A pico projector, mounted above the sandbox, paints the topographic visualization directly onto the sand. The wrinkle: the projector and the depth camera don't share an optical axis. We solve that with a four-corner homography wizard — drag four corners of a calibration pattern to align the projection to the real ROI, save it, forget it. The projector now paints exactly where the sensor is looking.
Surface gestures (a hand reaching into the box) come from the same ToF stream: pixels that suddenly read closer than the calibrated baseline are segmented as a hand, and convexity-defect analysis on the silhouette counts extended fingers. Air gestures (poses outside the box) come from the EO RGB camera running MediaPipe or a TensorRT-accelerated pose model. The two streams merge through a priority arbiter: surface controls terrain, air controls the UI, override gestures always win. Twenty-five gestures total — static poses, dynamic motion, and compound gestures like grab-and-drop.
This is the part I own end-to-end. The enclosure is parametric OpenSCAD: frame, sensor cage, projector cradle, vents, lid, and the calibration jig. We print on AK-mee's Bambu X1 — PETG for the structural frame (heat tolerance near the projector beam, decent stiffness), PLA for the calibration jig (geometry-critical, not load-bearing). Every revision goes through a draft fit-check first (0.3 mm layers, 10% infill) before the production print (0.2 mm, 25% infill). All dimensions live in design_assumptions.md so the next revision starts from verified numbers, not memory. Detailed chassis breakdown in the next section.
In-house chassis
The Augmented Reality Sandbox reference design assumes a custom-fabricated wooden frame with the projector hung overhead on a wooden arm. Beautiful, but it requires a workshop, hand tools, and lumber-grade tolerances. We don't run a woodshop — we run a print farm. So Project Sand replaces the wooden frame with a fully 3D-printed modular chassis.

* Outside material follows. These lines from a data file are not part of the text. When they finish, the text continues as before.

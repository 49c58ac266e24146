//! Color scales and color parsing.

use plotters::style::RGBColor;

/// Fill for cells with no data.
pub const NEUTRAL_GRAY: RGBColor = RGBColor(0xcc, 0xcc, 0xcc);

/// Teal → light blue ramp over `[vmin, vmax]`; `None` is neutral gray.
pub fn sequential_color(value: Option<f64>, vmin: f64, vmax: f64) -> RGBColor {
    let Some(v) = value else {
        return NEUTRAL_GRAY;
    };
    let t = if vmax == vmin {
        0.5
    } else {
        ((v - vmin) / (vmax - vmin)).clamp(0.0, 1.0)
    };
    let r = 76.0;
    let g = 150.0 + 60.0 * t;
    let b = 120.0 + 135.0 * t;
    RGBColor(r as u8, g as u8, b as u8)
}

/// Red (negative) ↔ blue (positive) scale; `value` is clamped to `domain`
/// and its distance from the domain midpoint sets the saturation.
pub fn diverging_color(value: f64, domain: (f64, f64)) -> RGBColor {
    let (lo, hi) = domain;
    let t = if hi == lo {
        0.0
    } else {
        let clamped = value.clamp(lo.min(hi), lo.max(hi));
        2.0 * (clamped - lo) / (hi - lo) - 1.0
    };
    let r = 30.0 + 225.0 * (-t).max(0.0);
    let b = 30.0 + 225.0 * t.max(0.0);
    RGBColor(r as u8, 60, b as u8)
}

/// Default domain of [`diverging_color`] for correlations.
pub const CORRELATION_DOMAIN: (f64, f64) = (-1.0, 1.0);

pub fn to_hex(color: RGBColor) -> String {
    format!("#{:02x}{:02x}{:02x}", color.0, color.1, color.2)
}

/// Parse a color string into RGBColor, supporting hex (#RRGGBB, #RGB) and named colors
pub fn parse_color(color_str: &str) -> Option<RGBColor> {
    let color_str = color_str.trim();

    if color_str.starts_with('#') {
        return parse_hex_color(color_str);
    }

    match color_str.to_lowercase().as_str() {
        "white" => Some(RGBColor(255, 255, 255)),
        "black" => Some(RGBColor(0, 0, 0)),
        "red" => Some(RGBColor(228, 87, 86)),
        "green" => Some(RGBColor(84, 162, 75)),
        "blue" => Some(RGBColor(76, 120, 168)),
        "orange" => Some(RGBColor(245, 133, 24)),
        "purple" => Some(RGBColor(178, 121, 162)),
        "gray" | "grey" => Some(RGBColor(128, 128, 128)),
        "lightgray" | "lightgrey" => Some(RGBColor(221, 221, 221)),
        _ => None,
    }
}

/// Parse hex color (#RRGGBB or #RGB)
fn parse_hex_color(hex: &str) -> Option<RGBColor> {
    let hex = hex.trim_start_matches('#');
    if !hex.is_ascii() {
        return None;
    }
    match hex.len() {
        6 => {
            let r = u8::from_str_radix(&hex[0..2], 16).ok()?;
            let g = u8::from_str_radix(&hex[2..4], 16).ok()?;
            let b = u8::from_str_radix(&hex[4..6], 16).ok()?;
            Some(RGBColor(r, g, b))
        }
        3 => {
            let r = u8::from_str_radix(&hex[0..1], 16).ok()? * 17;
            let g = u8::from_str_radix(&hex[1..2], 16).ok()? * 17;
            let b = u8::from_str_radix(&hex[2..3], 16).ok()? * 17;
            Some(RGBColor(r, g, b))
        }
        _ => None,
    }
}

Four printed assemblies make up the build:
Designed in OpenSCAD, sliced in Bambu Studio, printed on AK-mee's Bambu X1. Total print time across all parts on a fresh build is ~28 hours; filament cost is ~$45 in PETG and PLA spool fractions. STLs live in the repo for anyone who wants to bench-build without rebuilding the OpenSCAD model. The chassis is parametric — a 1.5× sand-volume variant is a parameter change and a longer print, not a redesign.
System diagram
Depth in. Color in. Inference. Projection out. Gestures and terrain close the loop on the same sensors.
Lessons learned
We started assuming we'd need a high-resolution RGB camera for gesture work. We didn't. Surface gestures fall out of the depth stream we already have, free, with no extra optics and no extra latency. The EO RGB camera stayed in the design for color overlay and out-of-box air gestures, but the sandbox's primary interaction never leaves the ToF pipeline. One depth stream, two interaction modes.
The first version asked the user to eyeball alignment. The current version has a seven-step calibration wizard — flat-field, dead-pixel detection, dead-pixel interpolation, amplitude tuning, ROI, depth range, projector homography — and saves the result. Boot, run, done. Treating calibration as a first-class user-facing flow turned a thirty-minute setup into a thirty-second one and made the system portable between rooms.
The pipeline runs end-to-end with no hardware attached: python3 sand.py --demo generates synthetic terrain and synthetic gestures. That decision means we can develop on a laptop on a plane, run the test suite in CI without a Jetson in the loop, and demo the software at a conference table when the sandbox is back at the lab. One hundred and fifty-three unit tests, all hardware-free.
Every chassis revision gets a fast draft print first — 0.3 mm layers, two walls, ten percent infill — before the long production print. The draft catches the 90% of errors that matter (clearance, cable paths, mounting hole alignment) at roughly half the print time. Half the wait, almost all the validation. We codified it as a rule: no production print on a new revision until a draft passes a fit check.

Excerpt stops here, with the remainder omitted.